Military Wiki
Standard Car 4x2
Beaverettes of 53rd Reconnaissance Regiment on manoeuvres in Northern Ireland, 1941
Type Armoured car
Place of origin  United Kingdom
Production history
Manufacturer Standard Motor Company
Weight Mk I: 2 tonnes (2.2 short tons; 2.0 long tons)
Mk III: 2.6 tonnes (2.9 short tons; 2.6 long tons)
Length Mk I: 4.11 m (13 ft 6 in)
Mk III: 3.10 m (10 ft 2 in)
Width Mk I: 1.60 m (5 ft 3 in)
Mk III: 1.73 m (5 ft 8 in)
Height Mk I: 1.52 m (5 ft 0 in)
Mk III: 2.16 m (7 ft 1 in)
Crew 3

Armour Mk III: up to 9 mm (0.35 in)
Mk IV: up to 12 mm (0.47 in)
0.303 (7.7 mm) Bren MG or twin Vickers machine gun
Engine Standard 4-cylinder petrol engine
46 hp (34 kW)
Power/weight 17-23 hp/tonne
Suspension 4x2 wheel, leaf spring
Mk III: 300 km (190 mi)
Speed Mk III: 38 km/h (24 mph)

Standard Car 4x2, or Car Armoured Light Standard, better known as the Beaverette, was a British armoured car produced during World War II.

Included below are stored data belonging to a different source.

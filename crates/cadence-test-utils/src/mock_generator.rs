// SPDX-FileCopyrightText: 2026 Cadence Contributors
// SPDX-License-Identifier: MIT OR Apache-2.0

//! Mock content generator for deterministic testing.
//!
//! Results are popped from a FIFO queue. When the queue is empty the
//! generator succeeds with a message naming the topic hint.

use std::collections::VecDeque;
use std::sync::Arc;
use std::time::Duration;

use async_trait::async_trait;
use tokio::sync::Mutex;

use cadence_core::{
    AdapterType, ContentGenerator, ConversationType, GeneratedContent, GenerationError, Lead,
    LeadId, PluginAdapter,
};

type Call = (LeadId, ConversationType, String);

pub struct MockGenerator {
    results: Arc<Mutex<VecDeque<Result<GeneratedContent, GenerationError>>>>,
    calls: Arc<Mutex<Vec<Call>>>,
    delay: Option<Duration>,
}

impl MockGenerator {
    pub fn new() -> Self {
        Self {
            results: Arc::new(Mutex::new(VecDeque::new())),
            calls: Arc::new(Mutex::new(Vec::new())),
            delay: None,
        }
    }

    /// Sleep this long before answering every call.
    pub fn with_delay(mut self, delay: Duration) -> Self {
        self.delay = Some(delay);
        self
    }

    pub async fn push_result(&self, result: Result<GeneratedContent, GenerationError>) {
        self.results.lock().await.push_back(result);
    }

    pub async fn push_transient(&self, message: &str) {
        self.push_result(Err(GenerationError::Transient(message.to_string())))
            .await;
    }

    /// Every call made so far: lead, conversation type, topic hint.
    pub async fn calls(&self) -> Vec<Call> {
        self.calls.lock().await.clone()
    }

    pub async fn call_count(&self) -> usize {
        self.calls.lock().await.len()
    }
}

impl Default for MockGenerator {
    fn default() -> Self {
        Self::new()
    }
}

#[async_trait]
impl PluginAdapter for MockGenerator {
    fn name(&self) -> &str {
        "mock-generator"
    }

    fn adapter_type(&self) -> AdapterType {
        AdapterType::ContentGenerator
    }
}

#[async_trait]
impl ContentGenerator for MockGenerator {
    async fn generate(
        &self,
        lead: &Lead,
        conversation_type: ConversationType,
        topic_hint: &str,
    ) -> Result<GeneratedContent, GenerationError> {
        self.calls
            .lock()
            .await
            .push((lead.id.clone(), conversation_type, topic_hint.to_string()));
        if let Some(delay) = self.delay {
            tokio::time::sleep(delay).await;
        }
        self.results.lock().await.pop_front().unwrap_or_else(|| {
            Ok(GeneratedContent {
                text: format!("{conversation_type} message: {topic_hint}"),
            })
        })
    }
}
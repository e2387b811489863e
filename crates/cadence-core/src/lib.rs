// SPDX-FileCopyrightText: 2026 Cadence Contributors
// SPDX-License-Identifier: MIT OR Apache-2.0

//! Core library for the Cadence lead nurturing engine.
//!
//! This crate provides the collaborator trait definitions, error types, and
//! domain types shared by every other crate in the workspace.

pub mod error;
pub mod traits;
pub mod types;

pub use error::{CadenceError, GenerationError, SendError};
pub use types::{
    AdapterType, ConversationState, ConversationType, EntryId, EntryStatus, FatigueState,
    FollowUpEntry, FunnelStage, GeneratedContent, HealthStatus, Lead, LeadFilter, LeadId,
    LeadPatch, LeadScores, LeadStats, NotificationKind, NotificationPriority, NurturingConfig,
    OperatingMode, PresenceSample, PresenceStatus, SendReceipt, Sentiment, SentimentLabel, Task,
    TaskId, TaskStatus,
};

pub use traits::{
    ContentGenerator, LeadStore, Notifier, NurtureStore, PluginAdapter, SentimentAnalyzer,
    Transport,
};

#[cfg(test)]
mod tests {
    use super::*;

    #[test]
    fn adapter_type_round_trips() {
        use std::str::FromStr;

        for variant in [
            AdapterType::LeadStore,
            AdapterType::Storage,
            AdapterType::ContentGenerator,
            AdapterType::Transport,
            AdapterType::Notifier,
            AdapterType::Sentiment,
        ] {
            let parsed = AdapterType::from_str(&variant.to_string()).expect("should parse back");
            assert_eq!(variant, parsed);
        }
    }

    #[test]
    fn all_traits_are_exported() {
        fn _assert_plugin<T: PluginAdapter>() {}
        fn _assert_lead_store<T: LeadStore>() {}
        fn _assert_generator<T: ContentGenerator>() {}
        fn _assert_transport<T: Transport>() {}
        fn _assert_notifier<T: Notifier>() {}
        fn _assert_sentiment<T: SentimentAnalyzer>() {}
        fn _assert_store<T: NurtureStore>() {}
    }

    #[test]
    fn traits_are_object_safe() {
        fn _lead_store(_: &dyn LeadStore) {}
        fn _store(_: &dyn NurtureStore) {}
        fn _notifier(_: &dyn Notifier) {}
    }
}
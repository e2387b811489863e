// SPDX-FileCopyrightText: 2026 Cadence Contributors
// SPDX-License-Identifier: MIT OR Apache-2.0

//! Post-deserialization validation for configuration values.
//!
//! Validates semantic constraints that cannot be expressed via serde attributes,
//! such as hour ranges, positive durations, and backoff factors. Every
//! duration has an upper bound so derived timestamps stay far from the
//! limits of the date types and inside the scheduler's one-year horizon.

use crate::diagnostic::ConfigError;
use crate::model::{CadenceConfig, StorageBackend};

const LOG_LEVELS: &[&str] = &["trace", "debug", "info", "warn", "error"];

/// Longest timeout, TTL, or delay in seconds (30 days).
const MAX_SECS: u64 = 30 * 24 * 60 * 60;
const MAX_RETRY_BACKOFF_MS: u64 = 60_000;
/// Longest window, cooldown, or cadence in hours (90 days).
const MAX_HOURS: u32 = 90 * 24;
/// Longest gap or recency in minutes (7 days).
const MAX_MINUTES: u32 = 7 * 24 * 60;
const MAX_HORIZON_HOURS: u32 = 14 * 24;
const MAX_BACKOFF_FACTOR: f64 = 100.0;

/// Validate a deserialized configuration for semantic correctness.
///
/// Returns `Ok(())` if all validations pass, or `Err(Vec<ConfigError>)` with
/// all collected validation errors (does not fail fast).
pub fn validate_config(config: &CadenceConfig) -> Result<(), Vec<ConfigError>> {
    let mut errors = Vec::new();
    let mut fail = |message: String| errors.push(ConfigError::Validation { message });

    if !LOG_LEVELS.contains(&config.agent.log_level.as_str()) {
        fail(format!(
            "agent.log_level `{}` must be one of {}",
            config.agent.log_level,
            LOG_LEVELS.join(", ")
        ));
    }

    if config.storage.backend == StorageBackend::Sqlite
        && config.storage.database_path.trim().is_empty()
    {
        fail("storage.database_path must not be empty".to_string());
    }

    let orch = &config.orchestrator;
    for (name, value) in [
        ("orchestrator.tick_interval_secs", orch.tick_interval_secs),
        ("orchestrator.generation_timeout_secs", orch.generation_timeout_secs),
        ("orchestrator.send_timeout_secs", orch.send_timeout_secs),
        ("orchestrator.confirmation_ttl_secs", orch.confirmation_ttl_secs),
    ] {
        if value == 0 {
            fail(format!("{name} must be greater than 0"));
        }
    }
    for (name, value) in [
        ("orchestrator.tick_interval_secs", orch.tick_interval_secs),
        ("orchestrator.generation_timeout_secs", orch.generation_timeout_secs),
        ("orchestrator.send_timeout_secs", orch.send_timeout_secs),
        ("orchestrator.confirmation_ttl_secs", orch.confirmation_ttl_secs),
        ("orchestrator.retry_delay_secs", orch.retry_delay_secs),
        (
            "orchestrator.presence_promotion_window_secs",
            orch.presence_promotion_window_secs,
        ),
    ] {
        if value > MAX_SECS {
            fail(format!("{name} must be at most {MAX_SECS}, got {value}"));
        }
    }
    if orch.retry_backoff_ms > MAX_RETRY_BACKOFF_MS {
        fail(format!(
            "orchestrator.retry_backoff_ms must be at most {MAX_RETRY_BACKOFF_MS}, got {}",
            orch.retry_backoff_ms
        ));
    }
    for (name, value) in [
        ("orchestrator.max_entries_per_tick", orch.max_entries_per_tick),
        ("orchestrator.worker_concurrency", orch.worker_concurrency),
        ("orchestrator.event_buffer", orch.event_buffer),
    ] {
        if value == 0 {
            fail(format!("{name} must be at least 1"));
        }
    }
    if orch.max_attempts == 0 {
        fail("orchestrator.max_attempts must be at least 1".to_string());
    }
    if !(0.0..=1.0).contains(&orch.min_confidence_gain) {
        fail(format!(
            "orchestrator.min_confidence_gain must be within [0, 1], got {}",
            orch.min_confidence_gain
        ));
    }

    let fatigue = &config.fatigue;
    if fatigue.window_hours == 0 {
        fail("fatigue.window_hours must be greater than 0".to_string());
    }
    if fatigue.max_contacts == 0 {
        fail("fatigue.max_contacts must be at least 1".to_string());
    }
    if !(1.0..=MAX_BACKOFF_FACTOR).contains(&fatigue.negative_backoff_factor) {
        fail(format!(
            "fatigue.negative_backoff_factor must be within [1.0, {MAX_BACKOFF_FACTOR}], got {}",
            fatigue.negative_backoff_factor
        ));
    }
    for (name, value) in [
        ("fatigue.window_hours", fatigue.window_hours),
        ("fatigue.base_cooldown_hours", fatigue.base_cooldown_hours),
        ("fatigue.max_cooldown_hours", fatigue.max_cooldown_hours),
    ] {
        if value > MAX_HOURS {
            fail(format!("{name} must be at most {MAX_HOURS}, got {value}"));
        }
    }
    if fatigue.max_cooldown_hours == 0 {
        fail("fatigue.max_cooldown_hours must be greater than 0".to_string());
    } else if fatigue.base_cooldown_hours > fatigue.max_cooldown_hours {
        fail(format!(
            "fatigue.base_cooldown_hours ({}) must not exceed max_cooldown_hours ({})",
            fatigue.base_cooldown_hours, fatigue.max_cooldown_hours
        ));
    }
    if fatigue.min_gap_minutes > MAX_MINUTES {
        fail(format!(
            "fatigue.min_gap_minutes must be at most {MAX_MINUTES}, got {}",
            fatigue.min_gap_minutes
        ));
    }

    let timing = &config.timing;
    if timing.business_hours_start >= 24 || timing.business_hours_end > 24 {
        fail("timing.business_hours_start/end must be within 0..=24".to_string());
    } else if timing.business_hours_start >= timing.business_hours_end {
        fail(format!(
            "timing.business_hours_start ({}) must be before business_hours_end ({})",
            timing.business_hours_start, timing.business_hours_end
        ));
    }
    if timing.default_utc_offset_minutes.abs() > 14 * 60 {
        fail(format!(
            "timing.default_utc_offset_minutes must be within +/-840, got {}",
            timing.default_utc_offset_minutes
        ));
    }
    if timing.horizon_hours == 0 || timing.horizon_hours > MAX_HORIZON_HOURS {
        fail(format!(
            "timing.horizon_hours must be within 1..={MAX_HORIZON_HOURS}, got {}",
            timing.horizon_hours
        ));
    }
    if timing.candidate_step_minutes == 0 || timing.candidate_step_minutes > MAX_MINUTES {
        fail(format!(
            "timing.candidate_step_minutes must be within 1..={MAX_MINUTES}, got {}",
            timing.candidate_step_minutes
        ));
    }
    if timing.presence_recency_minutes > MAX_MINUTES {
        fail(format!(
            "timing.presence_recency_minutes must be at most {MAX_MINUTES}, got {}",
            timing.presence_recency_minutes
        ));
    }
    if timing.history_capacity == 0 {
        fail("timing.history_capacity must be at least 1".to_string());
    }
    if !(timing.decay_half_life_days > 0.0 && timing.decay_half_life_days <= 365.0) {
        fail(format!(
            "timing.decay_half_life_days must be within (0, 365], got {}",
            timing.decay_half_life_days
        ));
    }

    let strategy = &config.strategy;
    for (name, value) in [
        ("strategy.business_cadence_hours", strategy.business_cadence_hours),
        ("strategy.casual_cadence_hours", strategy.casual_cadence_hours),
        ("strategy.urgent_cadence_hours", strategy.urgent_cadence_hours),
    ] {
        if value == 0 {
            fail(format!("{name} must be greater than 0"));
        } else if value > MAX_HOURS {
            fail(format!("{name} must be at most {MAX_HOURS}, got {value}"));
        }
    }
    if strategy.business_bias_hours > MAX_HOURS {
        fail(format!(
            "strategy.business_bias_hours must be at most {MAX_HOURS}, got {}",
            strategy.business_bias_hours
        ));
    }

    if errors.is_empty() {
        Ok(())
    } else {
        Err(errors)
    }
}

#[cfg(test)]
mod tests {
    use super::*;

    fn has_error(errors: &[ConfigError], needle: &str) -> bool {
        errors
            .iter()
            .any(|e| matches!(e, ConfigError::Validation { message } if message.contains(needle)))
    }

    #[test]
    fn default_config_validates() {
        assert!(validate_config(&CadenceConfig::default()).is_ok());
    }

    #[test]
    fn inverted_business_hours_fail_validation() {
        let mut config = CadenceConfig::default();
        config.timing.business_hours_start = 18;
        config.timing.business_hours_end = 9;
        let errors = validate_config(&config).unwrap_err();
        assert!(has_error(&errors, "business_hours_start"));
    }

    #[test]
    fn backoff_factor_below_one_fails_validation() {
        let mut config = CadenceConfig::default();
        config.fatigue.negative_backoff_factor = 0.5;
        let errors = validate_config(&config).unwrap_err();
        assert!(has_error(&errors, "negative_backoff_factor"));
    }

    #[test]
    fn non_finite_backoff_factor_fails_validation() {
        let mut config = CadenceConfig::default();
        config.fatigue.negative_backoff_factor = f64::NAN;
        let errors = validate_config(&config).unwrap_err();
        assert!(has_error(&errors, "negative_backoff_factor"));
    }

    #[test]
    fn huge_durations_fail_validation() {
        let mut config = CadenceConfig::default();
        config.orchestrator.confirmation_ttl_secs = u64::MAX;
        config.orchestrator.retry_delay_secs = u64::MAX;
        config.fatigue.window_hours = u32::MAX;
        config.fatigue.min_gap_minutes = u32::MAX;
        config.strategy.casual_cadence_hours = u32::MAX;
        config.timing.horizon_hours = u32::MAX;
        let errors = validate_config(&config).unwrap_err();
        for field in [
            "confirmation_ttl_secs",
            "retry_delay_secs",
            "window_hours",
            "min_gap_minutes",
            "casual_cadence_hours",
            "horizon_hours",
        ] {
            assert!(has_error(&errors, field), "no error for {field}");
        }
    }

    #[test]
    fn base_cooldown_above_cap_fails_validation() {
        let mut config = CadenceConfig::default();
        config.fatigue.base_cooldown_hours = 12;
        config.fatigue.max_cooldown_hours = 8;
        let errors = validate_config(&config).unwrap_err();
        assert!(has_error(&errors, "must not exceed max_cooldown_hours"));

        config.fatigue.max_cooldown_hours = 0;
        let errors = validate_config(&config).unwrap_err();
        assert!(has_error(&errors, "max_cooldown_hours must be greater than 0"));
    }

    #[test]
    fn empty_database_path_ok_for_memory_backend() {
        let mut config = CadenceConfig::default();
        config.storage.database_path = String::new();
        assert!(validate_config(&config).is_err());
        config.storage.backend = StorageBackend::Memory;
        assert!(validate_config(&config).is_ok());
    }

    #[test]
    fn errors_are_collected_not_fail_fast() {
        let mut config = CadenceConfig::default();
        config.orchestrator.worker_concurrency = 0;
        config.fatigue.max_contacts = 0;
        config.agent.log_level = "loud".into();
        let errors = validate_config(&config).unwrap_err();
        assert_eq!(errors.len(), 3);
    }
}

The first version of the vehicle was built in 1940 by Standard Motor Company at the instigation of Lord Beaverbrook, then Minister of Aircraft Production (hence the name Beaverette). It was based on commercial car chassis, on which a simple riveted armoured hull was mounted. The 11mm of steel was backed by 3 inch thick oak planks.[1] The hull was open at the top and at the rear. The armament consisted of Bren light machine gun which could be fired through a slot in the glacis armour. Subsequent versions received all-around protection and a machine gun turret - an enclosed one with Bren MG or an open-topped one with twin Vickers machine guns. Some vehicles also carried Boys anti-tank rifles. Some had No. 11 or No. 19 radio set. The production was stopped in 1942. About 2,800 units were delivered.

The Beaverette was used by the British Army and Royal Air Force for home defence service and training. The vehicle is said to have suffered from excessive weight and to be hard to handle.

Standard Mk II Beaverette II light reconnaissance cars manned by members of the Home Guard in the Highlands of Scotland, 14 February 1941.


  • Mk I - original version.
  • Mk II - had all-around armour and the radiator grill was moved from a vertical position to a horizontal one.[1]
  • Mk III Beaverbug - had shortened chassis, redesigned hull without curved front wings, with top armour and a machine gun turret.
  • Mk IV - glacis armour was redesigned to improve visibility.
  • A similar vehicle, known as Beaverette (NZ), was produced in New Zealand Railways workshops, Hutt Valley. The car used a Ford 3/4 or 1-ton truck chassis and plate salvaged from the ships Port Bowen and Mokoia for armour. They had a crew of 4 and 208 units were built.[2]


A Mark III Beaverette is displayed at the Imperial War Museum Duxford. Another Mark III is in the Cobbaton Combat Collection, a private collection of military vehicles in Umberleigh, Devon in the United Kingdom[3] A Mark IV Beaverette is displayed at the Museum Bevrijding Vleugels in the Netherlands.


The Beaverette Mk III at the Imperial War Museum Duxford

  1. 1.0 1.1 Livesey, Jack (2007). Armoured Fighting Vehicles of Would Wars I and II. Southwater. p. 36. ISBN 978-1-84476-370-2. 
  2. Richard Stowers - Waikato Troopers, Richard Stowers 2008, ISBN 978-0-473-13146-3
  3. "Standard Beaverette MKIII 1941". Cobbaton Combat Collection. Retrieved February 28, 2013. 
  • George Forty - World War Two Armoured Fighting Vehicles and Self-Propelled Artillery, Osprey Publishing 1996, ISBN 978-1-85532-582-1.
  • I. Moschanskiy - Armored vehicles of the Great Britain 1939-1945 part 2, Modelist-Konstruktor, Bronekollektsiya 1999-02 (И. Мощанский - Бронетанковая техника Великобритании 1939-1945 часть 2, Моделист-Конструктор, Бронеколлекция 1999-02).